Sarah: Amongst them are the
President visiting the city, a protest riot breaking out, a dead rapper’s
funeral procession and some threats out on Eric’s life.
A: Exactly. So this is
one that caught our attention in a few ways – you saw some clips on Good
Morning America, I saw the trailer online, we like Cronenberg’s other
stuff such as the recent A Dangerous Method, and of course we
were curious to see how Pattinson did in a sort of post-Twilight role.
So now that we’ve seen Cosmopolis what are your
thoughts?
S: It was AWFUL. It was
the biggest waste of my time I’ve ever experienced at a movie theatre. When I
start breaking my own rules and bust out my phone just to stay awake or to keep
myself from leaving the theatre? That’s about as low as you can get.
Readers, just so you know, the only reason I
stayed and watched the whole thing was so we could do this review. That’s the
ONLY reason I wasn’t like, “Dude, we need to leave.”
A: I completely agree.
And first, apologies to Beasts of the Southern Wild because
we thought THAT movie was pretentious and was making us fall asleep and wanting
to walk out, it ain’t got NOTHIN’ on Cosmopolis. Holy crap.
I was honestly THIS CLOSE to getting up,
walking out and saying I can’t take any more of this.
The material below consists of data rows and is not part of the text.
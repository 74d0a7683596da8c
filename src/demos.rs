//! Animated output built on the printer: progress bars, a percent counter,
//! several bars redrawn in place, and a tour of the print options.
//!
//! All animation frames are inline, unprefixed and kept out of log files.

use crate::colors::Color;
use crate::error::PrintError;
use crate::options::{PrintOptions, Severity};
use crate::printer::Printer;
use crate::slots;
use chrono::{Local, Timelike};
use std::io::Write;
use std::thread;
use std::time::Duration;
use terminal_size::{terminal_size, Width};

/// Move the cursor to the start of the line
const CURSOR_LEFT: &str = "\x1b[1000D";

/// Appearance of a single progress bar
#[derive(Debug, Clone)]
pub struct BarStyle {
    pub symbol: String,
    pub empty: String,
    pub symbol_color: Color,
    pub empty_color: Color,
    pub bracket_color: Color,
    pub width: usize,
}

impl Default for BarStyle {
    fn default() -> Self {
        BarStyle {
            symbol: "━".to_string(),
            empty: "─".to_string(),
            symbol_color: Color::Reset,
            empty_color: Color::Grey1,
            bracket_color: Color::Reset,
            width: 50,
        }
    }
}

impl BarStyle {
    /// Same glyph for done and remaining, in the given color
    pub fn solid(symbol: &str, symbol_color: Color, width: usize) -> Self {
        BarStyle {
            symbol: symbol.to_string(),
            empty: symbol.to_string(),
            symbol_color,
            width,
            ..BarStyle::default()
        }
    }
}

fn pause(delay: Duration) {
    if !delay.is_zero() {
        thread::sleep(delay);
    }
}

/// Columns available on the attached terminal, 80 when there is none
fn terminal_width() -> usize {
    if let Some((Width(w), _)) = terminal_size() {
        w as usize
    } else {
        80
    }
}

/// Options for raw frame output: no prefixes, no digit coloring, no files
fn frame() -> PrintOptions {
    PrintOptions::default()
        .log_prefix(false)
        .highlight_numbers(false)
        .file(false)
}

/// Draw an empty bar, then fill it one symbol per tick.
pub fn progress_bar<W: Write>(
    printer: &mut Printer<W>,
    style: &BarStyle,
    delay: Duration,
) -> Result<(), PrintError> {
    printer.emit(
        &slots!["Entering progress_bar", Color::BMagenta],
        &PrintOptions::verbose(3),
    )?;
    printer.emit(
        &slots![
            format!(
                "Creating progress_bar using: {} | {} | {} | {} | {} | {}",
                style.symbol,
                style.empty,
                style.symbol_color.name(),
                style.empty_color.name(),
                style.bracket_color.name(),
                style.width
            ),
            Color::BMagenta
        ],
        &PrintOptions::verbose(1).highlight_numbers(false),
    )?;

    // leave room for the brackets
    let width = style.width.min(terminal_width().saturating_sub(2)).max(1);

    printer.emit(
        &slots![
            "[",
            style.bracket_color,
            style.empty.repeat(width),
            style.empty_color,
            "]",
            style.bracket_color
        ],
        &PrintOptions::progress(),
    )?;
    printer.emit(
        &slots!["\x08".repeat(width + 1), Color::Reset],
        &PrintOptions::progress().flush(false),
    )?;
    for _ in 0..width {
        pause(delay);
        printer.emit(
            &slots![style.symbol.as_str(), style.symbol_color],
            &PrintOptions::progress(),
        )?;
    }
    printer.emit(&slots!["", Color::Reset], &frame())?;

    printer.emit(
        &slots!["Finished with progress_bar.", Color::BMagenta],
        &PrintOptions::verbose(2),
    )
}

/// Rewrite `<pct>% | <text>` in place for `loops` steps.
pub fn percent_complete<W: Write>(
    printer: &mut Printer<W>,
    loops: usize,
    color: Color,
    text: &str,
    delay: Duration,
) -> Result<(), PrintError> {
    let loops = loops.max(1);
    for idx in 0..loops {
        pause(delay);
        let pct = (idx + 1) as f64 / loops as f64 * 100.0;
        printer.emit(
            &slots![format!("{}{:.0}% | {}", CURSOR_LEFT, pct, text), color],
            &PrintOptions::progress().highlight_numbers(false),
        )?;
    }
    printer.emit(&slots!["", Color::Reset], &frame())?;
    printer.emit(
        &slots!["Finished with percent_complete.", Color::BMagenta],
        &PrintOptions::verbose(2),
    )
}

/// Xorshift generator for picking which bar advances next
struct BarPicker(u64);

impl BarPicker {
    fn from_clock() -> Self {
        let nanos = Local::now().nanosecond() as u64;
        // xorshift never leaves zero
        BarPicker(nanos | 1)
    }

    fn pick(&mut self, len: usize) -> usize {
        let mut x = self.0;
        x ^= x << 13;
        x ^= x >> 7;
        x ^= x << 17;
        self.0 = x;
        (x % len as u64) as usize
    }
}

/// Advance `bar_count` bars at random until all reach 100, redrawing them
/// all in place after every step.
pub fn multi_bar<W: Write>(
    printer: &mut Printer<W>,
    bar_count: usize,
    delay: Duration,
) -> Result<(), PrintError> {
    printer.emit(
        &slots![format!("Create multi_bar using: {}:", bar_count), Color::BMagenta],
        &PrintOptions::verbose(3),
    )?;
    if bar_count == 0 {
        return Ok(());
    }

    let mut progress = vec![0usize; bar_count];
    let mut picker = BarPicker::from_clock();

    printer.emit(&slots!["\n".repeat(bar_count), Color::Black], &frame().inline(true))?;
    loop {
        let unfinished: Vec<usize> = progress
            .iter()
            .enumerate()
            .filter(|(_, v)| **v < 100)
            .map(|(i, _)| i)
            .collect();
        if unfinished.is_empty() {
            break;
        }
        pause(delay);
        let index = unfinished[picker.pick(unfinished.len())];
        progress[index] += 1;

        printer.emit(&slots![CURSOR_LEFT, Color::Black], &frame().inline(true))?;
        printer.emit(
            &slots![format!("\x1b[{}A", bar_count), Color::Black],
            &frame().inline(true),
        )?;
        for done in &progress {
            let filled = done / 2;
            printer.emit(
                &slots![
                    "[",
                    Color::Reset,
                    "━".repeat(filled),
                    Color::Black,
                    "─".repeat(50 - filled),
                    Color::Grey1,
                    "]",
                    Color::Reset
                ],
                &frame(),
            )?;
        }
    }

    printer.emit(
        &slots!["Finished with multi_bar", Color::BMagenta],
        &PrintOptions::verbose(3),
    )
}

/// A tour of the print options: colors, number highlighting, verbosity
/// levels, warnings and errors, with the animations in between.
pub fn showcase<W: Write>(printer: &mut Printer<W>, delay: Duration) -> Result<(), PrintError> {
    let verbosity = printer.config().verbosity;
    let trace = |level: u8| PrintOptions::verbose(level);

    printer.emit(&slots!["Entering showcase().", Color::BMagenta], &trace(3))?;
    printer.emit(
        &slots![
            "This text shows list position 0 with position 1 of default color,",
            Color::Reset,
            " and this text shows list position 2 with position 3 of Red. This uses default settings.",
            Color::Red
        ],
        &PrintOptions::default(),
    )?;

    progress_bar(printer, &BarStyle::solid("ꟷ", Color::Green, 50), delay)?;

    printer.emit(
        &slots![
            "The next 3 print statements show verbosity levels 1-3 in order. Will only be visible if that verbosity level requested",
            Color::Orange
        ],
        &PrintOptions::default(),
    )?;
    for level in 1..=3u8 {
        printer.emit(
            &slots![format!("Verbosity level {}", level), Color::BMagenta],
            &trace(level),
        )?;
    }

    printer.emit(&slots!["Calling multi_bar(4).", Color::BMagenta], &trace(2))?;
    multi_bar(printer, 4, delay / 5)?;

    progress_bar(printer, &BarStyle::solid("═", Color::Brown, 66), delay)?;

    printer.emit(&slots!["The next line is an empty line", Color::Reset], &PrintOptions::default())?;
    printer.emit(&slots!["", Color::Reset], &PrintOptions::default())?;
    printer.emit(
        &slots![
            "This shows numbers with default color: 19 00 ",
            Color::Reset,
            "and this with text and numbers in green: 19 00 -67-",
            Color::Green
        ],
        &PrintOptions::default().highlight_numbers(false),
    )?;

    progress_bar(printer, &BarStyle::default(), delay)?;

    printer.emit(
        &slots![
            "The next 3 lines demonstrate error handling with the text within the \"\" the only part typed. The rest is added by the printer.",
            Color::Reset
        ],
        &PrintOptions::default(),
    )?;
    printer.emit(
        &slots![
            format!(
                "\"This is error #423 with verbosity set to 1. This should show even without verbosity at runtime (verbosity={}) because severity overrides verbosity\"",
                verbosity
            ),
            Color::Red
        ],
        &trace(1).severity(Severity::Error),
    )?;
    printer.emit(
        &slots!["\"This is error #4244 with no number color\"", Color::Red],
        &PrintOptions::error().highlight_numbers(false),
    )?;
    printer.emit(
        &slots!["\"This is error 55, with default color\"", Color::Reset],
        &PrintOptions::error(),
    )?;

    progress_bar(printer, &BarStyle::solid("∞", Color::Black, 47), delay)?;

    printer.emit(
        &slots!["This is Warning #17171 in yellow.", Color::Yellow],
        &PrintOptions::warning(),
    )?;
    printer.emit(
        &slots!["This is warning #15 with no number color", Color::Yellow],
        &PrintOptions::warning().highlight_numbers(false),
    )?;

    printer.emit(&slots!["Calling percent_complete(100).", Color::BMagenta], &trace(2))?;
    percent_complete(printer, 100, Color::Black, "Progress...", delay)?;

    printer.emit(&slots!["Finished with showcase().", Color::Yellow], &trace(2))
}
Because not only was it
boring to me but it was über-pretentious. Now, I know the film is an adaptation
of a 2003 novel by Don DeLillo, so I’m sure a lot of the dialogue comes
straight from the book or is adapted very close to it, but it’s just that the
dialogue was either going over my head or was boring as sin because it’s about
cyber-business and Pattinson’s Parker just blathering on about existential
crap.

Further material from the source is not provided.